(Stored data)

------

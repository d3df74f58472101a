use crate::models::review::{Comment, Review};
use crate::models::taxonomy::{Category, Genre};
use crate::models::title::{NewTitle, Title, TitleChanges};
use crate::models::user::User;
use anyhow::Result;
use sea_orm::{ConnectOptions, ConnectionTrait, Database, DatabaseConnection, DbErr, SqlErr, Statement};
use sea_orm_migration::{MigrationStatus, MigratorTrait};
use std::collections::HashMap;
use std::path::Path;
use std::time::Duration;
use tracing::info;

pub mod migrator;
pub mod repositories;

pub use migrator::DEFAULT_API_KEY;
pub use repositories::title::TitleFilter;

/// True when `err` wraps a unique-constraint violation reported by the database.
#[must_use]
pub fn is_unique_violation(err: &anyhow::Error) -> bool {
    err.chain()
        .filter_map(|cause| cause.downcast_ref::<DbErr>())
        .any(|db_err| matches!(db_err.sql_err(), Some(SqlErr::UniqueConstraintViolation(_))))
}

/// True when `err` wraps a foreign-key violation, such as a title write racing
/// the deletion of the category or genre it references.
#[must_use]
pub fn is_foreign_key_violation(err: &anyhow::Error) -> bool {
    err.chain()
        .filter_map(|cause| cause.downcast_ref::<DbErr>())
        .any(|db_err| {
            matches!(
                db_err.sql_err(),
                Some(SqlErr::ForeignKeyConstraintViolation(_))
            )
        })
}

/// One row of `yamdb migrate status`.
#[derive(Debug, Clone, PartialEq, Eq)]
pub struct MigrationState {
    pub name: String,
    pub applied: bool,
}

#[derive(Clone)]
pub struct Store {
    pub conn: DatabaseConnection,
}

impl Store {
    pub async fn new(db_url: &str) -> Result<Self> {
        Self::with_pool_options(db_url, 5, 1).await
    }

    pub async fn with_pool_options(
        db_url: &str,
        max_connections: u32,
        min_connections: u32,
    ) -> Result<Self> {
        let store = Self::connect(db_url, max_connections, min_connections).await?;

        migrator::Migrator::up(&store.conn, None).await?;

        info!(
            "Database connected & migrations applied (pool: {}-{})",
            min_connections, max_connections
        );

        Ok(store)
    }

    /// Opens the pool without touching the schema. Used by `yamdb migrate`.
    pub async fn connect(
        db_url: &str,
        max_connections: u32,
        min_connections: u32,
    ) -> Result<Self> {
        if !db_url.starts_with(":memory:") && !db_url.contains("mode=memory") {
            let path_str = db_url.trim_start_matches("sqlite:");
            if let Some(parent) = Path::new(path_str).parent() {
                tokio::fs::create_dir_all(parent).await.ok();
            }
            if !Path::new(path_str).exists() {
                std::fs::File::create(path_str)?;
            }
        }

        let mut opt = ConnectOptions::new(db_url.to_string());
        opt.max_connections(max_connections)
            .min_connections(min_connections)
            .connect_timeout(Duration::from_secs(10))
            .acquire_timeout(Duration::from_secs(10))
            .idle_timeout(Duration::from_secs(300))
            .max_lifetime(Duration::from_secs(600))
            .sqlx_logging(false);

        let conn = Database::connect(opt).await?;

        Ok(Self { conn })
    }

    pub async fn ping(&self) -> Result<()> {
        let backend = self.conn.get_database_backend();
        self.conn
            .query_one(Statement::from_string(backend, "SELECT 1".to_string()))
            .await?;
        Ok(())
    }

    // ========================================================================
    // Migrations
    // ========================================================================

    pub async fn migrate_up(&self) -> Result<()> {
        migrator::Migrator::up(&self.conn, None).await?;
        Ok(())
    }

    /// Reverts the last `steps` applied migrations.
    pub async fn migrate_down(&self, steps: u32) -> Result<()> {
        migrator::Migrator::down(&self.conn, Some(steps)).await?;
        Ok(())
    }

    pub async fn migration_status(&self) -> Result<Vec<MigrationState>> {
        let migrations = migrator::Migrator::get_migration_with_status(&self.conn).await?;
        Ok(migrations
            .iter()
            .map(|m| MigrationState {
                name: m.name().to_string(),
                applied: matches!(m.status(), MigrationStatus::Applied),
            })
            .collect())
    }

    // ========================================================================
    // Repositories
    // ========================================================================

    fn user_repo(&self) -> repositories::user::UserRepository {
        repositories::user::UserRepository::new(self.conn.clone())
    }

    fn category_repo(&self) -> repositories::category::CategoryRepository {
        repositories::category::CategoryRepository::new(self.conn.clone())
    }

    fn genre_repo(&self) -> repositories::genre::GenreRepository {
        repositories::genre::GenreRepository::new(self.conn.clone())
    }

    fn title_repo(&self) -> repositories::title::TitleRepository {
        repositories::title::TitleRepository::new(self.conn.clone())
    }

    fn review_repo(&self) -> repositories::review::ReviewRepository {
        repositories::review::ReviewRepository::new(self.conn.clone())
    }

    fn comment_repo(&self) -> repositories::comment::CommentRepository {
        repositories::comment::CommentRepository::new(self.conn.clone())
    }

    // Users

    pub async fn create_user(&self, username: &str) -> Result<User> {
        self.user_repo().create(username).await
    }

    pub async fn get_user_by_username(&self, username: &str) -> Result<Option<User>> {
        self.user_repo().get_by_username(username).await
    }

    pub async fn list_users(&self) -> Result<Vec<User>> {
        self.user_repo().list().await
    }

    pub async fn verify_api_key(&self, api_key: &str) -> Result<Option<User>> {
        self.user_repo().verify_api_key(api_key).await
    }

    pub async fn regenerate_api_key(&self, username: &str) -> Result<String> {
        self.user_repo().regenerate_api_key(username).await
    }

    // Categories

    pub async fn list_categories(&self) -> Result<Vec<Category>> {
        self.category_repo().list().await
    }

    pub async fn get_category(&self, id: i32) -> Result<Option<Category>> {
        self.category_repo().get(id).await
    }

    pub async fn get_category_by_slug(&self, slug: &str) -> Result<Option<Category>> {
        self.category_repo().get_by_slug(slug).await
    }

    pub async fn create_category(&self, name: &str, slug: &str) -> Result<Category> {
        self.category_repo().create(name, slug).await
    }

    pub async fn remove_category(&self, slug: &str) -> Result<bool> {
        self.category_repo().remove_by_slug(slug).await
    }

    // Genres

    pub async fn list_genres(&self) -> Result<Vec<Genre>> {
        self.genre_repo().list().await
    }

    pub async fn get_genre_by_slug(&self, slug: &str) -> Result<Option<Genre>> {
        self.genre_repo().get_by_slug(slug).await
    }

    pub async fn missing_genre_ids(&self, ids: &[i32]) -> Result<Vec<i32>> {
        self.genre_repo().missing_ids(ids).await
    }

    pub async fn create_genre(&self, name: &str, slug: &str) -> Result<Genre> {
        self.genre_repo().create(name, slug).await
    }

    pub async fn remove_genre(&self, slug: &str) -> Result<bool> {
        self.genre_repo().remove_by_slug(slug).await
    }

    // Titles

    pub async fn get_title(&self, id: i32) -> Result<Option<Title>> {
        self.title_repo().get(id).await
    }

    pub async fn title_exists(&self, id: i32) -> Result<bool> {
        self.title_repo().exists(id).await
    }

    pub async fn list_titles(&self, filter: &TitleFilter) -> Result<Vec<Title>> {
        self.title_repo().list(filter).await
    }

    pub async fn create_title(&self, title: NewTitle) -> Result<i32> {
        self.title_repo().create(title).await
    }

    pub async fn update_title(&self, id: i32, changes: TitleChanges) -> Result<bool> {
        self.title_repo().update(id, changes).await
    }

    pub async fn remove_title(&self, id: i32) -> Result<bool> {
        self.title_repo().remove(id).await
    }

    // Reviews

    pub async fn get_review(&self, id: i32) -> Result<Option<Review>> {
        self.review_repo().get(id).await
    }

    pub async fn list_reviews(&self, title_id: i32) -> Result<Vec<Review>> {
        self.review_repo().list_for_title(title_id).await
    }

    pub async fn find_review_by_author(&self, title_id: i32, author_id: i32) -> Result<Option<i32>> {
        self.review_repo().find_by_author(title_id, author_id).await
    }

    pub async fn review_count(&self, title_id: i32) -> Result<u64> {
        self.review_repo().count_for_title(title_id).await
    }

    pub async fn get_rating(&self, title_id: i32) -> Result<Option<f64>> {
        self.review_repo().rating(title_id).await
    }

    pub async fn get_ratings(&self, title_ids: &[i32]) -> Result<HashMap<i32, f64>> {
        self.review_repo().ratings(title_ids).await
    }

    pub async fn create_review(
        &self,
        title_id: i32,
        author_id: i32,
        text: &str,
        score: i16,
    ) -> Result<i32> {
        self.review_repo()
            .create(title_id, author_id, text, score)
            .await
    }

    pub async fn update_review(
        &self,
        id: i32,
        text: Option<String>,
        score: Option<i16>,
    ) -> Result<bool> {
        self.review_repo().update(id, text, score).await
    }

    pub async fn remove_review(&self, id: i32) -> Result<bool> {
        self.review_repo().remove(id).await
    }

    // Comments

    pub async fn get_comment(&self, id: i32) -> Result<Option<Comment>> {
        self.comment_repo().get(id).await
    }

    pub async fn list_comments(&self, review_id: i32) -> Result<Vec<Comment>> {
        self.comment_repo().list_for_review(review_id).await
    }

    pub async fn create_comment(&self, review_id: i32, author_id: i32, text: &str) -> Result<i32> {
        self.comment_repo().create(review_id, author_id, text).await
    }

    pub async fn update_comment(&self, id: i32, text: &str) -> Result<bool> {
        self.comment_repo().update_text(id, text).await
    }

    pub async fn remove_comment(&self, id: i32) -> Result<bool> {
        self.comment_repo().remove(id).await
    }
}
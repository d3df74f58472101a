//! User management command handlers

use anyhow::Context;

use crate::config::Config;
use crate::db::Store;

pub async fn cmd_user_add(config: &Config, username: &str) -> anyhow::Result<()> {
    let store = Store::new(&config.general.database_path).await?;

    if store.get_user_by_username(username).await?.is_some() {
        anyhow::bail!("User '{username}' already exists");
    }

    let user = store
        .create_user(username)
        .await
        .context("Failed to create user")?;

    println!("✓ Created user {} (ID: {})", user.username, user.id);
    println!("  API key: {}", user.api_key);
    Ok(())
}

pub async fn cmd_user_list(config: &Config) -> anyhow::Result<()> {
    let store = Store::new(&config.general.database_path).await?;
    let users = store.list_users().await?;

    println!("Users ({} total)", users.len());
    println!("{:-<60}", "");

    for user in users {
        println!("{:>4}  {:<24} created {}", user.id, user.username, user.created_at);
    }

    Ok(())
}
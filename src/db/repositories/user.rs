use anyhow::{Context, Result};
use sea_orm::{
    ActiveModelTrait, ColumnTrait, DatabaseConnection, EntityTrait, QueryFilter, QueryOrder, Set,
};
use tracing::info;

use crate::entities::users;
use crate::models::user::User;

pub struct UserRepository {
    conn: DatabaseConnection,
}

impl UserRepository {
    #[must_use]
    pub const fn new(conn: DatabaseConnection) -> Self {
        Self { conn }
    }

    /// Get user by username
    pub async fn get_by_username(&self, username: &str) -> Result<Option<User>> {
        let user = users::Entity::find()
            .filter(users::Column::Username.eq(username))
            .one(&self.conn)
            .await
            .context("Failed to query user by username")?;

        Ok(user.map(User::from))
    }

    pub async fn list(&self) -> Result<Vec<User>> {
        let rows = users::Entity::find()
            .order_by_asc(users::Column::Id)
            .all(&self.conn)
            .await
            .context("Failed to list users")?;

        Ok(rows.into_iter().map(User::from).collect())
    }

    /// Creates a user with a freshly generated API key.
    pub async fn create(&self, username: &str) -> Result<User> {
        let model = users::ActiveModel {
            username: Set(username.to_string()),
            api_key: Set(generate_api_key()),
            created_at: Set(chrono::Utc::now().to_rfc3339()),
            ..Default::default()
        }
        .insert(&self.conn)
        .await
        .with_context(|| format!("Failed to create user {username}"))?;

        info!("Created user {} ({})", model.username, model.id);
        Ok(User::from(model))
    }

    /// Verify API key and return the associated user
    pub async fn verify_api_key(&self, api_key: &str) -> Result<Option<User>> {
        let user = users::Entity::find()
            .filter(users::Column::ApiKey.eq(api_key))
            .one(&self.conn)
            .await
            .context("Failed to query user by API key")?;

        Ok(user.map(User::from))
    }

    /// Regenerate API key for a user
    pub async fn regenerate_api_key(&self, username: &str) -> Result<String> {
        let user = users::Entity::find()
            .filter(users::Column::Username.eq(username))
            .one(&self.conn)
            .await
            .context("Failed to query user for API key regeneration")?
            .ok_or_else(|| anyhow::anyhow!("User not found: {username}"))?;

        let new_api_key = generate_api_key();

        let mut active: users::ActiveModel = user.into();
        active.api_key = Set(new_api_key.clone());
        active.update(&self.conn).await?;

        Ok(new_api_key)
    }
}

/// Generate a random API key (64 character hex string)
#[must_use]
pub fn generate_api_key() -> String {
    use rand::Rng;

    let mut rng = rand::rng();
    let bytes: [u8; 32] = rng.random();

    bytes.iter().fold(String::with_capacity(64), |mut acc, b| {
        use std::fmt::Write;
        let _ = write!(acc, "{b:02x}");
        acc
    })
}

#[cfg(test)]
mod tests {
    use super::*;

    #[test]
    fn api_keys_are_hex_and_unique() {
        let a = generate_api_key();
        let b = generate_api_key();
        assert_eq!(a.len(), 64);
        assert!(a.chars().all(|c| c.is_ascii_hexdigit()));
        assert_ne!(a, b);
    }
}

------

(TASK DIRECTIONS) Return a copy of each line in the entries that contains "ReviewRepository".

(RESPONSE TO THIS TASK)
    fn review_repo(&self) -> repositories::review::ReviewRepository {
        repositories::review::ReviewRepository::new(self.conn.clone())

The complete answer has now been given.